You may be interested in this terrific NYT piece about a mine in eastern Congo, one of the finest pieces of Africa reportage I've ever seen.
no subject
Date: 2008-11-27 07:11 pm (UTC)Yeah, right, yadda yadda, cut to sympathy-tugging footage of the refugees and starving children in Central Africa's unending zoo of human suffering.
The media coverage never, ever, extends to naming the bastards who bankroll these militias. Someone trades with them, someone does their banking, someone is the buyer and the organiser for the trade. Someone, whisper it quietly, fronts the money when this spring's offensive changes control over a mineral territory, and runs interference to ensure that the diplomatic, legal, and public-relations efforts of the rightful owners come to nothing in our capitals.
You could ring up any major bank in London or Chicago, find an analyst or dealer on the commodities desk who lives and breathes the market in non-ferrous metals, and you'd get a damn' good answer as to who that 'someone' is... Quite possibly involving respected corporations very close to home.
Even the Chinese middlemen, who pop up everywhere these days when there is money to be made from man-made tragedy, are easily traceable in a supply chain leading to Shenzen and to identifiable consumer goods appearing in our shops with familiar Western brand names.
But that would be investigative journalism.

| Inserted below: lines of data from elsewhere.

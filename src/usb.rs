//! USB link to the analyzer.
//!
//! Interface 0 carries two bulk pipes: endpoint 1 is the register bridge
//! (same wire format as the UART bridge) and endpoint 2 IN is the HSPI sample
//! stream. `rusb` only offers blocking bulk reads, so the stream side runs
//! submitted transfers on a worker thread and hands completions back over a
//! channel.
//!
//! The worker issues one bulk read at a time. Of the transfers the pool keeps
//! outstanding, only one is on the wire; the rest wait in the request queue
//! with their buffers, so host-side buffering still covers scheduling latency
//! but the endpoint itself is never double-buffered. Reads stay serial so
//! completions come back in the order the data left the device.

use std::collections::HashSet;
use std::io;
use std::sync::atomic::{AtomicBool, Ordering};
use std::sync::Arc;
use std::thread;
use std::time::Duration;

use crossbeam_channel::{Receiver, Sender};
use parking_lot::Mutex;
use rusb::{DeviceHandle, GlobalContext};

use crate::csr::RegisterMap;
use crate::device::{DeviceError, Sucrela};
use crate::register_bus::{AddressWidth, ByteTransport};
use crate::transfer_pool::{Completion, SlotId, StreamTransport, TransferError, TransferStatus};

pub const VENDOR_ID: u16 = 0x16c0;
pub const PRODUCT_ID: u16 = 0x05dc;
pub const MANUFACTURER: &str = "HydraBus";

const INTERFACE: u8 = 0;
const REGISTER_EP_OUT: u8 = 0x01;
const REGISTER_EP_IN: u8 = 0x81;
const STREAM_EP_IN: u8 = 0x82;

const REGISTER_TIMEOUT: Duration = Duration::from_millis(100);
const STREAM_TIMEOUT: Duration = Duration::from_millis(100);

/// Claimed interface; released when the last user goes away.
struct ClaimedInterface {
    handle: DeviceHandle<GlobalContext>,
}

impl Drop for ClaimedInterface {
    fn drop(&mut self) {
        // the device may already be gone
        if let Err(e) = self.handle.release_interface(INTERFACE) {
            log::debug!("Releasing USB interface failed: {}", e);
        }
    }
}

/// Open the first analyzer on the bus and claim its interface.
fn open_interface() -> Result<Arc<ClaimedInterface>, DeviceError> {
    for device in rusb::devices()?.iter() {
        let Ok(desc) = device.device_descriptor() else {
            continue;
        };
        if (desc.vendor_id(), desc.product_id()) != (VENDOR_ID, PRODUCT_ID) {
            continue;
        }
        let handle = match device.open() {
            Ok(handle) => handle,
            Err(e) => {
                log::warn!("Cannot open USB device {:04x}:{:04x}: {}", VENDOR_ID, PRODUCT_ID, e);
                continue;
            }
        };
        match handle.read_manufacturer_string_ascii(&desc) {
            Ok(manufacturer) if manufacturer == MANUFACTURER => {}
            Ok(other) => {
                log::debug!("Skipping device from {}", other);
                continue;
            }
            Err(e) => {
                log::debug!("Cannot read manufacturer string: {}", e);
                continue;
            }
        }

        #[cfg(any(target_os = "linux", target_os = "macos"))]
        {
            if handle.kernel_driver_active(INTERFACE).unwrap_or(false) {
                handle.detach_kernel_driver(INTERFACE)?;
            }
        }
        handle.claim_interface(INTERFACE)?;
        if let Err(e) = handle.clear_halt(STREAM_EP_IN) {
            tracing::trace!("Clearing halt on the stream endpoint failed: {}", e);
        }

        log::debug!("Claimed analyzer on bus {} address {}", device.bus_number(), device.address());
        return Ok(Arc::new(ClaimedInterface { handle }));
    }
    Err(DeviceError::NotFound)
}

fn io_error(e: rusb::Error) -> io::Error {
    let kind = match e {
        rusb::Error::Timeout => io::ErrorKind::TimedOut,
        rusb::Error::NoDevice => io::ErrorKind::NotConnected,
        rusb::Error::Busy => io::ErrorKind::WouldBlock,
        _ => io::ErrorKind::Other,
    };
    io::Error::new(kind, e)
}

/// Register bridge on bulk endpoint 1.
pub struct UsbRegisterTransport {
    usb: Arc<ClaimedInterface>,
}

impl std::fmt::Debug for UsbRegisterTransport {
    fn fmt(&self, f: &mut std::fmt::Formatter<'_>) -> std::fmt::Result {
        f.debug_struct("UsbRegisterTransport").finish_non_exhaustive()
    }
}

impl ByteTransport for UsbRegisterTransport {
    fn transport_write(&mut self, bytes: &[u8]) -> io::Result<()> {
        let written = self
            .usb
            .handle
            .write_bulk(REGISTER_EP_OUT, bytes, REGISTER_TIMEOUT)
            .map_err(io_error)?;
        if written != bytes.len() {
            return Err(io::Error::new(
                io::ErrorKind::WriteZero,
                format!("short register write: {} of {} bytes", written, bytes.len()),
            ));
        }
        Ok(())
    }

    fn transport_read(&mut self, buf: &mut [u8]) -> io::Result<()> {
        let mut filled = 0;
        while filled < buf.len() {
            let n = self
                .usb
                .handle
                .read_bulk(REGISTER_EP_IN, &mut buf[filled..], REGISTER_TIMEOUT)
                .map_err(io_error)?;
            if n == 0 {
                return Err(io::Error::new(io::ErrorKind::UnexpectedEof, "empty register reply"));
            }
            filled += n;
        }
        Ok(())
    }
}

fn transfer_status(e: rusb::Error) -> TransferStatus {
    match e {
        rusb::Error::Timeout => TransferStatus::TimedOut,
        rusb::Error::NoDevice => TransferStatus::NoDevice,
        rusb::Error::Pipe => TransferStatus::Stall,
        rusb::Error::Overflow => TransferStatus::Overflow,
        _ => TransferStatus::Error,
    }
}

/// Sample stream on bulk endpoint 2 IN.
pub struct UsbStream {
    requests: Sender<(SlotId, Vec<u8>)>,
    completions: Receiver<Completion>,
    cancelled: Arc<Mutex<HashSet<SlotId>>>,
    gone: Arc<AtomicBool>,
}

impl std::fmt::Debug for UsbStream {
    fn fmt(&self, f: &mut std::fmt::Formatter<'_>) -> std::fmt::Result {
        f.debug_struct("UsbStream")
            .field("queued", &self.requests.len())
            .field("gone", &self.gone.load(Ordering::Relaxed))
            .finish()
    }
}

impl UsbStream {
    fn spawn(usb: Arc<ClaimedInterface>) -> Result<Self, DeviceError> {
        let (requests, request_rx) = crossbeam_channel::unbounded::<(SlotId, Vec<u8>)>();
        let (completion_tx, completions) = crossbeam_channel::unbounded();
        let cancelled = Arc::new(Mutex::new(HashSet::new()));
        let gone = Arc::new(AtomicBool::new(false));

        let worker_cancelled = Arc::clone(&cancelled);
        let worker_gone = Arc::clone(&gone);
        thread::Builder::new()
            .name("sucrela-usb-stream".to_string())
            .spawn(move || {
                for (slot, mut buffer) in request_rx.iter() {
                    let completion =
                        read_transfer(&usb, slot, &mut buffer, &worker_cancelled, &worker_gone);
                    let completion = Completion { buffer, ..completion };
                    if completion_tx.send(completion).is_err() {
                        break;
                    }
                }
                log::debug!("USB stream worker stopped");
            })?;

        Ok(Self {
            requests,
            completions,
            cancelled,
            gone,
        })
    }
}

/// Run one bulk read. The returned completion carries an empty buffer; the
/// caller puts the real one back.
fn read_transfer(
    usb: &ClaimedInterface,
    slot: SlotId,
    buffer: &mut [u8],
    cancelled: &Mutex<HashSet<SlotId>>,
    gone: &AtomicBool,
) -> Completion {
    let completion = |status, actual_length| Completion {
        slot,
        status,
        buffer: Vec::new(),
        actual_length,
    };

    if cancelled.lock().remove(&slot) {
        return completion(TransferStatus::Cancelled, 0);
    }
    if gone.load(Ordering::Acquire) {
        return completion(TransferStatus::NoDevice, 0);
    }

    let (status, length) = match usb.handle.read_bulk(STREAM_EP_IN, buffer, STREAM_TIMEOUT) {
        Ok(n) => (TransferStatus::Completed, n),
        Err(e) => {
            let status = transfer_status(e);
            if status == TransferStatus::NoDevice {
                gone.store(true, Ordering::Release);
            }
            (status, 0)
        }
    };

    // a cancellation that raced the read wins; the data is dropped
    if cancelled.lock().remove(&slot) {
        return completion(TransferStatus::Cancelled, 0);
    }
    completion(status, length)
}

impl StreamTransport for UsbStream {
    fn submit(&self, slot: SlotId, buffer: Vec<u8>) -> Result<(), (Vec<u8>, TransferError)> {
        if self.gone.load(Ordering::Acquire) {
            return Err((buffer, TransferError::NoDevice));
        }
        self.cancelled.lock().remove(&slot);
        self.requests.send((slot, buffer)).map_err(|e| {
            let (_, buffer) = e.into_inner();
            (buffer, TransferError::Backend("stream worker stopped".to_string()))
        })
    }

    fn cancel(&self, slot: SlotId) {
        self.cancelled.lock().insert(slot);
    }

    fn handle_events(&self, timeout: Duration) -> Vec<Completion> {
        let mut completions = Vec::new();
        if let Ok(first) = self.completions.recv_timeout(timeout) {
            completions.push(first);
            completions.extend(self.completions.try_iter());
        }
        completions
    }
}

impl Sucrela<UsbRegisterTransport> {
    /// Find the analyzer on USB, open its register bridge and sample stream.
    pub fn connect_usb(map: RegisterMap) -> Result<(Self, Arc<UsbStream>), DeviceError> {
        let usb = open_interface()?;
        let stream = Arc::new(UsbStream::spawn(Arc::clone(&usb))?);
        let device = Self::open(UsbRegisterTransport { usb }, map, AddressWidth::default())?;
        Ok((device, stream))
    }
}

#[cfg(test)]
mod tests {
    use super::*;

    #[test]
    fn test_usb_errors_map_to_transfer_status() {
        assert_eq!(transfer_status(rusb::Error::Timeout), TransferStatus::TimedOut);
        assert_eq!(transfer_status(rusb::Error::NoDevice), TransferStatus::NoDevice);
        assert_eq!(transfer_status(rusb::Error::Pipe), TransferStatus::Stall);
        assert_eq!(transfer_status(rusb::Error::Overflow), TransferStatus::Overflow);
        assert_eq!(transfer_status(rusb::Error::Io), TransferStatus::Error);
    }

    #[test]
    fn test_register_errors_map_to_io_kinds() {
        assert_eq!(io_error(rusb::Error::Timeout).kind(), io::ErrorKind::TimedOut);
        assert_eq!(io_error(rusb::Error::NoDevice).kind(), io::ErrorKind::NotConnected);
    }
}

And criticism of powerful men with sharp libel lawyers. And, worst of all, negative news about our advertisers.
So turn on the telly, or find some more 'hard-hitting' journalism in the printed media, and hold a freshly-cut onion to your face if you're finding that emotional fatigue at seeing it all over again is making it difficult for you to cry. And try not to think that some of your money, and mine, paid for the scenes we're socially-expected to regard with sympathy.
no subject
Date: 2008-11-27 09:16 pm (UTC)The ore reaches middlemen along the main road
...
The flights land in Goma, the provincial capital, where other middlemen buy and process the ore for export.
...
dozens of barrels of tin ore. On each is stenciled the address of Malaysian Smelting Company Berhad, a major tin smelter. Mr. Makabuza said he sold to the company via a minerals broker.
That's three layers of middlemen before you reach a foreign company, and four before you reach a Western company. I really don't think you have CEOs of such companies whispering to their underlings "Buy some Congo cassiterite, cheap!" Instead they say, "That Malaysian smelter has a good deal." They're not deliberately profiteering. They genuinely don't know, and don't care, where the minerals they buy come from. Is this because they don't want to know, or because it's not realistic to expect all commodities to come with certificates of morality and authenticity? Probably a bit of both.